L’IA menace les retraites : le PS propose un « dividende IA » salvateur
L’essor fulgurant de l’intelligence artificielle bouleverse le monde du travail et menace l’équilibre de notre système de protection sociale. Alors que 30 à 62% des emplois pourraient être automatisés d’ici 2030, la question du financement des retraites se pose avec une acuité nouvelle. Comment garantir la pérennité de notre système quand les machines remplacent progressivement les cotisants?
L’automatisation grignote les ressources du système de retraite
Le développement de l’intelligence artificielle provoque une transformation profonde du marché de l’emploi. En substituant des algorithmes aux travailleurs, les entreprises réduisent mécaniquement le volume de cotisations sociales qui alimentent les caisses de retraite.
Cette automatisation engendre une diminution structurelle de la part du travail humain dans la création de richesse. Les gains de productivité générés par l’IA profitent essentiellement aux entreprises, sans que les salariés et la protection sociale n’en bénéficient proportionnellement.
Le « dividende IA », une solution innovante proposée par le PS
Noûs, le laboratoire d’idées du Parti socialiste, avance une proposition audacieuse pour compenser cette hémorragie de ressources. Le concept repose sur l’instauration d’un mécanisme automatique de compensation financière.
Ce dividende serait activé dès lors que l’intelligence artificielle réduit la proportion du travail humain sans que l’activité économique ne diminue dans les mêmes proportions. L’objectif: récupérer une partie des gains de productivité pour les réinjecter dans le système social.
Comment fonctionnerait ce dispositif?
Les ressources collectées via ce dividende pourraient être redistribuées selon plusieurs modalités. Une partie pourrait être versée directement sous forme de salaires ou de formations professionnelles pour les travailleurs.
L’autre destination privilégiée serait une contribution directe au financement de la branche vieillesse du système de protection sociale, garantissant ainsi la pérennité des pensions de retraite.
Une réponse politique urgente face aux géants du numérique
Pierre Jouvet, secrétaire général du Parti socialiste et député européen, ainsi que Julie Martinez, co-présidente de Noûs et conseillère d’opposition à Clichy-la-Garenne, insistent sur la nécessité d’une action politique volontariste.
Sans rapport de force politique favorable, les gains de productivité générés par l’IA risquent de bénéficier exclusivement à une poignée d’entreprises technologiques. La transformation du progrès technique en augmentation salariale nécessite une intervention législative.
Une législation harmonisée et contraignante
Les auteurs de cette tribune appellent à l’établissement d’un cadre législatif uniforme et obligatoire pour l’ensemble des entreprises. Cette harmonisation éviterait les distorsions de concurrence et garantirait une application équitable du dispositif.

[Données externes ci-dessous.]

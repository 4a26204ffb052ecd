//! Static metadata about the style property a function feeds.

use indexmap::IndexSet;
use serde::Deserialize;

use crate::foundation::error::{StyleError, StyleResult};
use crate::value::Value;

/// Declared output type of a style property.
#[derive(Debug, Clone, PartialEq, Eq)]
pub enum PropertyType {
    /// `number`
    Number,
    /// `string`
    String,
    /// `boolean`
    Boolean,
    /// `color`
    Color,
    /// `enum`, restricted to [`PropertyDescriptor::values`].
    Enum,
    /// `formatted`
    Formatted,
    /// `resolvedImage`
    ResolvedImage,
    /// `array` of a fixed element type.
    Array {
        /// Element type.
        value: Box<PropertyType>,
        /// Fixed length, if declared.
        length: Option<usize>,
    },
}

impl PropertyType {
    fn from_names(ty: &str, value: Option<&str>, length: Option<usize>) -> Option<Self> {
        Some(match ty {
            "number" => Self::Number,
            "string" => Self::String,
            "boolean" => Self::Boolean,
            "color" => Self::Color,
            "enum" => Self::Enum,
            "formatted" => Self::Formatted,
            "resolvedImage" => Self::ResolvedImage,
            "array" => Self::Array {
                value: Box::new(Self::from_names(value?, None, None)?),
                length,
            },
            _ => return None,
        })
    }
}

/// Type, default and capabilities of one style property.
#[derive(Debug, Clone, PartialEq)]
pub struct PropertyDescriptor {
    /// Declared output type.
    pub ty: PropertyType,
    /// Value used when neither the function nor its input yields one.
    pub default: Option<Value>,
    /// Allowed values for [`PropertyType::Enum`].
    pub values: IndexSet<String>,
    /// Whether the property can be smoothly interpolated.
    pub interpolated: bool,
}

#[derive(Deserialize)]
struct PropertyDescriptorDef {
    #[serde(rename = "type")]
    ty: String,
    #[serde(default)]
    value: Option<String>,
    #[serde(default)]
    length: Option<usize>,
    #[serde(default)]
    default: Option<serde_json::Value>,
    #[serde(default)]
    values: Option<EnumValuesDef>,
    #[serde(default)]
    expression: Option<ExpressionDef>,
}

#[derive(Deserialize)]
#[serde(untagged)]
enum EnumValuesDef {
    List(Vec<String>),
    Documented(indexmap::IndexMap<String, serde_json::Value>),
}

#[derive(Deserialize)]
struct ExpressionDef {
    #[serde(default)]
    interpolated: bool,
}

impl PropertyDescriptor {
    /// Descriptor with no default, no enum values, not interpolatable.
    pub fn new(ty: PropertyType) -> Self {
        Self {
            ty,
            default: None,
            values: IndexSet::new(),
            interpolated: false,
        }
    }

    /// Set the default (builder pattern).
    pub fn with_default(mut self, default: impl Into<Value>) -> Self {
        self.default = Some(default.into());
        self
    }

    /// Mark the property as interpolatable (builder pattern).
    pub fn interpolated(mut self) -> Self {
        self.interpolated = true;
        self
    }

    /// Enum property accepting `values`.
    pub fn enumeration<I, S>(values: I) -> Self
    where
        I: IntoIterator<Item = S>,
        S: Into<String>,
    {
        Self {
            values: values.into_iter().map(Into::into).collect(),
            ..Self::new(PropertyType::Enum)
        }
    }

    /// Parse a style-spec property definition
    /// (`{"type": "number", "default": 1, "expression": {"interpolated": true}}`).
    pub fn from_json(json: &serde_json::Value) -> StyleResult<Self> {
        let def = PropertyDescriptorDef::deserialize(json)
            .map_err(|e| StyleError::serde(e.to_string()))?;

        let ty = PropertyType::from_names(&def.ty, def.value.as_deref(), def.length)
            .ok_or_else(|| match &def.value {
                Some(item) if def.ty == "array" => {
                    StyleError::config(format!("unknown array element type \"{item}\""))
                }
                None if def.ty == "array" => {
                    StyleError::config("array property must declare its element \"value\" type")
                }
                _ => StyleError::config(format!("unknown property type \"{}\"", def.ty)),
            })?;

        let values = match def.values {
            Some(EnumValuesDef::List(list)) => list.into_iter().collect(),
            Some(EnumValuesDef::Documented(map)) => map.into_keys().collect(),
            None => IndexSet::new(),
        };

        Ok(Self {
            ty,
            default: def.default.map(Value::from),
            values,
            interpolated: def.expression.is_some_and(|e| e.interpolated),
        })
    }

    /// Whether functions over this property default to exponential interpolation.
    pub fn supports_interpolation(&self) -> bool {
        self.interpolated
    }

    /// Whether `value` already has this property's type, without coercion.
    pub fn accepts(&self, value: &Value) -> bool {
        match (&self.ty, value) {
            (PropertyType::Number, Value::Number(_))
            | (PropertyType::String, Value::String(_))
            | (PropertyType::Boolean, Value::Bool(_))
            | (PropertyType::Color, Value::Color(_))
            | (PropertyType::Formatted, Value::Formatted(_))
            | (PropertyType::ResolvedImage, Value::ResolvedImage(_))
            | (PropertyType::Array { .. }, Value::Array(_)) => true,
            (PropertyType::Enum, Value::String(s)) => self.values.contains(s.as_str()),
            _ => false,
        }
    }
}

#[cfg(test)]
#[path = "../../tests/unit/function/property.rs"]
mod tests;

La rapidité de mise en œuvre constitue un enjeu crucial. Les estimations prévoient que plusieurs dizaines de millions d’heures de travail pourraient disparaître au profit de l’automatisation dans les prochaines années.
Des mesures complémentaires pour protéger les travailleurs
Au-delà du dividende IA, d’autres propositions viennent enrichir ce plan de protection sociale adapté à l’ère numérique. Un rééquilibrage de la fiscalité figure parmi les priorités pour alléger la pression qui pèse sur le travail humain.
Les aides publiques accordées aux entreprises devraient être conditionnées à un usage de l’intelligence artificielle qui complète le travail humain plutôt que de le remplacer purement et simplement.
Un droit à la reconversion automatique
Pour les professions particulièrement exposées à l’automatisation, un droit à la reconversion serait automatiquement déclenché. Cette mesure permettrait d’accompagner les transitions professionnelles subies par les salariés dont les métiers sont menacés.
Ce dispositif s’inscrit dans une logique de sécurisation des parcours professionnels à l’heure où les mutations technologiques s’accélèrent. L’anticipation des transformations devient une nécessité pour éviter les drames sociaux.
Un débat central à l’approche des échéances électorales
Cette tribune, qui ne reflète pas nécessairement la position éditoriale, intervient dans un contexte électoral où les questions sociales occupent le devant de la scène. Le financement des retraites cristallise les inquiétudes des Français.
L’articulation entre progrès technologique et justice sociale s’impose comme un défi majeur pour les années à venir. Les choix politiques effectués aujourd’hui détermineront la répartition des richesses créées par l’intelligence artificielle.